Introduction
流山市は昭和42年に市制がはじまり、今年55周年を迎えた水と緑の豊かな自然が息づく住宅文化都市。
平成17年8月に都心直結となるつくばエクスプレス(TX)が開通したことにより、沿線の市街地は「宅鉄法※」に基づいた鉄道の建設と沿線の一体的なまちづくりである「一体型土地区画整理事業」が進められてきました。
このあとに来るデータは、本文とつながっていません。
use std::fmt::Write as _;

use fxconv_core::view_model::{
    LOADING_CONVERTER_MESSAGE, LOADING_RATES_MESSAGE, NO_CURRENCIES_MESSAGE, NO_RATES_MESSAGE,
};
use fxconv_core::{ConversionView, NormalizedRate, RatesPanel, Screen, ThemeMode, ThemeState};
use serde::Serialize;

use crate::cli::OutputFormat;
use crate::error::CliError;

pub const TITLE: &str = "Currency Converter";
pub const INTRO: &str = "Unlock global currency conversion with confidence. We provide up-to-date \
exchange rates and a transparent fee structure, so you can compare and convert with peace of mind \
and no hidden charges.";

/// Everything a command can print.
#[derive(Debug, Serialize)]
#[serde(tag = "kind", rename_all = "snake_case")]
pub enum Report<'a> {
    Converter {
        theme: ThemeMode,
        theme_label: &'static str,
        view: &'a ConversionView,
    },
    Currencies {
        currencies: &'a [String],
    },
    Rates {
        base_currency: &'a str,
        rates: &'a [NormalizedRate],
    },
    Theme {
        theme: ThemeMode,
        theme_label: &'static str,
    },
}

impl<'a> Report<'a> {
    pub fn converter(view: &'a ConversionView, theme: ThemeState) -> Self {
        Self::Converter {
            theme: theme.mode(),
            theme_label: theme.label(),
            view,
        }
    }

    pub fn theme(theme: ThemeState) -> Self {
        Self::Theme {
            theme: theme.mode(),
            theme_label: theme.label(),
        }
    }
}

pub fn render(report: &Report<'_>, format: OutputFormat, pretty: bool) -> Result<(), CliError> {
    match format {
        OutputFormat::Json => {
            let payload = if pretty {
                serde_json::to_string_pretty(report)?
            } else {
                serde_json::to_string(report)?
            };
            println!("{payload}");
        }
        OutputFormat::Table => print!("{}", render_table(report)),
    }

    Ok(())
}

pub fn render_table(report: &Report<'_>) -> String {
    let mut out = String::new();
    match report {
        Report::Converter {
            theme,
            theme_label,
            view,
        } => {
            let _ = writeln!(out, "{TITLE}  [{theme}] {theme_label}");
            let _ = writeln!(out, "{INTRO}");
            let _ = writeln!(out);
            render_screen(&mut out, view);
        }
        Report::Currencies { currencies } => {
            if currencies.is_empty() {
                let _ = writeln!(out, "{NO_CURRENCIES_MESSAGE}");
            }
            for code in currencies.iter() {
                let _ = writeln!(out, "{code}");
            }
        }
        Report::Rates {
            base_currency,
            rates,
        } => {
            let _ = writeln!(out, "base: {base_currency}");
            if rates.is_empty() {
                let _ = writeln!(out, "{NO_RATES_MESSAGE}");
            }
            for rate in rates.iter() {
                let _ = writeln!(
                    out,
                    "{:<12} {:<8} ask {:>20} bid {:>20}",
                    rate.pair, rate.paired_currency, rate.ask, rate.bid
                );
            }
        }
        Report::Theme { theme, theme_label } => {
            let _ = writeln!(out, "theme: {theme}");
            let _ = writeln!(out, "toggle: {theme_label}");
        }
    }
    out
}

fn render_screen(out: &mut String, view: &ConversionView) {
    match view.screen() {
        Screen::LoadingConverter => {
            let _ = writeln!(out, "{LOADING_CONVERTER_MESSAGE}");
        }
        Screen::Failed(error) => {
            let _ = writeln!(out, "{}", error.alert());
        }
        Screen::NoCurrencies => {
            let _ = writeln!(out, "{NO_CURRENCIES_MESSAGE}");
        }
        Screen::Converter { rates } => {
            let amount = if view.amount.is_empty() { "0" } else { view.amount.as_str() };
            let _ = writeln!(out, "Amount: {amount} {}", view.base_currency);
            let _ = writeln!(out);
            match rates {
                RatesPanel::Loading { placeholders } => {
                    let _ = writeln!(out, "{LOADING_RATES_MESSAGE}");
                    for _ in 0..placeholders {
                        let _ = writeln!(out, "  [..]  ........");
                    }
                }
                RatesPanel::Empty => {
                    let _ = writeln!(out, "{NO_RATES_MESSAGE}");
                }
                RatesPanel::Rows(rows) => {
                    for row in rows {
                        let _ = writeln!(
                            out,
                            "  [{:<2}]  {:>22}  {}",
                            row.icon, row.converted_value, row.paired_currency
                        );
                    }
                }
            }
        }
    }
}

#[cfg(test)]
mod tests {
    use super::*;
    use fxconv_core::ViewError;

    fn view() -> ConversionView {
        ConversionView {
            amount: String::from("100"),
            base_currency: String::from("USD"),
            rates: vec![NormalizedRate {
                pair: String::from("EUR-USD"),
                ask: String::from("1.080000"),
                bid: String::from("1.070000"),
                currency: String::from("USD"),
                paired_currency: String::from("EUR"),
            }],
            currencies: vec![String::from("EUR"), String::from("USD")],
            loading_currencies: false,
            loading_rates: false,
            error: None,
        }
    }

    #[test]
    fn converter_table_shows_header_and_rows() {
        let view = view();
        let table = render_table(&Report::converter(&view, ThemeState::new(true)));

        assert!(table.starts_with("Currency Converter  [dark] Switch to light mode"));
        assert!(table.contains("Amount: 100 USD"));
        assert!(table.contains("[EU]"));
        assert!(table.contains("108.00  EUR"));
    }

    #[test]
    fn loading_rates_render_five_placeholders() {
        let mut view = view();
        view.loading_rates = true;
        let table = render_table(&Report::converter(&view, ThemeState::new(false)));

        assert!(table.contains(LOADING_RATES_MESSAGE));
        assert_eq!(table.matches("[..]").count(), 5);
    }

    #[test]
    fn error_replaces_converter() {
        let mut view = view();
        view.error = Some(ViewError {
            code: "source.unavailable",
            message: String::from("API Error"),
        });
        let table = render_table(&Report::converter(&view, ThemeState::new(false)));

        assert!(table.contains("Error: API Error"));
        assert!(!table.contains("Amount:"));
    }

    #[test]
    fn json_report_is_tagged() {
        let view = view();
        let value = serde_json::to_value(Report::converter(&view, ThemeState::new(false)))
            .expect("serializable");

        assert_eq!(value["kind"], "converter");
        assert_eq!(value["theme"], "light");
        assert_eq!(value["view"]["rates"][0]["paired_currency"], "EUR");
    }
}
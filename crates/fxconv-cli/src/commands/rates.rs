use std::process::ExitCode;

use fxconv_core::{CacheMode, CurrencyCode, NormalizedRate};

use crate::cli::{Cli, RatesArgs};
use crate::error::CliError;
use crate::output::{self, Report};

use super::Session;

pub async fn run(args: &RatesArgs, session: &Session, cli: &Cli) -> Result<ExitCode, CliError> {
    let base = CurrencyCode::parse(&args.base)?;
    let rates: Vec<NormalizedRate> = session
        .client
        .currency_rates(base.as_str(), CacheMode::Use)
        .await?
        .into_iter()
        .filter(|rate| rate.is_complete() && rate.currency == base.as_str())
        .collect();

    output::render(
        &Report::Rates {
            base_currency: base.as_str(),
            rates: &rates,
        },
        cli.format,
        cli.pretty,
    )?;
    Ok(ExitCode::SUCCESS)
}
//! GoldPulse Quotes Crate
//!
//! This crate provides resilient quote retrieval for the GoldPulse
//! application: spot metal and equity prices fetched through untrusted
//! public CORS relays, with caching, deduplication, and graceful
//! degradation built in.
//!
//! # Overview
//!
//! The quotes crate supports:
//! - Spot metals (goldprice.org) and equities/ETFs/indices/futures (Yahoo
//!   v8 chart) over one normalized [`Quote`](models::Quote) shape
//! - A rotating pool of relay endpoints with per-endpoint failure counts
//! - Short-TTL response caching with session persistence and in-flight
//!   request deduplication
//! - A degradation chain (live, bundled static table, synthetic) so
//!   callers always get a value, tagged with its provenance
//!
//! # Architecture
//!
//! ```text
//! +------------------+     +------------------+
//! |     Caller       | --> |   QuoteService   |  (orchestration)
//! +------------------+     +------------------+
//!                                  |
//!                   +--------------+--------------+
//!                   v              v              v
//!           +-------------+ +-------------+ +-----------+
//!           | ResponseCache| | InflightMap | | RelayPool |
//!           +-------------+ +-------------+ +-----------+
//!                                  |
//!                                  v
//!                          +------------------+
//!                          |  RelayTransport  |  (wrapped GET)
//!                          +------------------+
//!                                  |
//!                                  v
//!                          +------------------+
//!                          |  QuoteProvider   |  (URL + normalize)
//!                          +------------------+
//!                                  |
//!                                  v
//!                          +------------------+
//!                          |      Quote       |  (with provenance)
//!                          +------------------+
//! ```
//!
//! Every failure short of an unknown symbol is absorbed by the degradation
//! chain; the provenance tag on the returned quote is the caller's only
//! signal that something upstream went wrong.

pub mod cache;
pub mod catalog;
pub mod config;
pub mod errors;
pub mod models;
pub mod provider;
pub mod relay;
pub mod service;
pub mod store;

pub use cache::ResponseCache;
pub use config::ServiceConfig;
pub use errors::{FallbackClass, QuoteError};
pub use models::{HistoryPoint, Instrument, Provenance, QuoteParams, Quote};
pub use service::{Health, QuoteService};
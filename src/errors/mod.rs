//! Error types and fallback classification for quote retrieval.
//!
//! This module provides:
//! - [`QuoteError`]: the error enum for all quote operations
//! - [`FallbackClass`]: classification that determines how the fetch
//!   pipeline reacts (retry through another relay, degrade, or propagate)

mod fallback;

pub use fallback::FallbackClass;

use thiserror::Error;

use crate::store::StorageError;

/// Errors that can occur while retrieving quotes.
///
/// Every variant is classified into a [`FallbackClass`] via
/// [`fallback_class`](Self::fallback_class). Only caller programming errors
/// ever reach the public API as `Err`; everything transient is absorbed by
/// the degradation chain and shows up as quote provenance instead.
#[derive(Error, Debug)]
pub enum QuoteError {
    /// The relay endpoint could not be reached or answered with a
    /// non-success status. The relay gets a failure mark and the request
    /// is retried through the next-best relay.
    #[error("Relay unreachable: {relay} - {message}")]
    RelayUnreachable {
        /// Relay base URL that failed
        relay: String,
        /// Transport-level detail
        message: String,
    },

    /// The bounded request timeout elapsed. Treated like any other relay
    /// failure, not a crash.
    #[error("Timeout via relay: {relay}")]
    Timeout {
        /// Relay base URL that timed out
        relay: String,
    },

    /// The response body did not have the expected top-level shape, for
    /// either the relay envelope or the provider payload.
    #[error("Malformed payload: {detail}")]
    MalformedPayload {
        /// What was missing or unparseable
        detail: String,
    },

    /// The provider returned its own error envelope (e.g. unknown symbol
    /// upstream). Switching relays will not help.
    #[error("Provider error: {provider} - {message}")]
    ProviderReportedError {
        /// Provider that reported the error
        provider: String,
        /// The provider's error description
        message: String,
    },

    /// The requested symbol is not in the instrument catalog. This is a
    /// caller programming error and the only variant that propagates.
    #[error("Unsupported instrument: {0}")]
    UnsupportedInstrument(String),

    /// Session storage failed. Persistence is a durability aid, so this is
    /// absorbed by the cache rather than surfaced.
    #[error(transparent)]
    Storage(#[from] StorageError),
}

impl QuoteError {
    /// Returns the fallback classification for this error.
    ///
    /// # Examples
    ///
    /// ```
    /// use goldpulse_quotes::errors::{FallbackClass, QuoteError};
    ///
    /// let error = QuoteError::Timeout { relay: "https://relay.example/?u=".to_string() };
    /// assert_eq!(error.fallback_class(), FallbackClass::NextRelay);
    ///
    /// let error = QuoteError::UnsupportedInstrument("BOGUS".to_string());
    /// assert_eq!(error.fallback_class(), FallbackClass::Propagate);
    /// ```
    pub fn fallback_class(&self) -> FallbackClass {
        match self {
            // Relay-attributable faults - rotate and retry
            Self::RelayUnreachable { .. } | Self::Timeout { .. } | Self::MalformedPayload { .. } => {
                FallbackClass::NextRelay
            }

            // Upstream said no; no relay will change that
            Self::ProviderReportedError { .. } | Self::Storage(_) => FallbackClass::Degrade,

            // Caller error
            Self::UnsupportedInstrument(_) => FallbackClass::Propagate,
        }
    }
}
今回は、ポリエチレン管の創成期より現在に到るまで、長年にわたりエスロハイパーをご採用いただいている経緯や当時採用に至った理由などを伺いました。
インタビュー : 2022年8月10日
※【宅鉄法】…正式名称は「大都市地域における宅地開発及び鉄道整備の一体的推進に関する特設措置法」
Guest
流山市 上下水道局
上下水道事業管理者 志村様
水道工務課 浅川様・杉崎様・新行内様
Interview
- ———まず、志村さまにお伺いします。ご担当されている業務内容について教えてください。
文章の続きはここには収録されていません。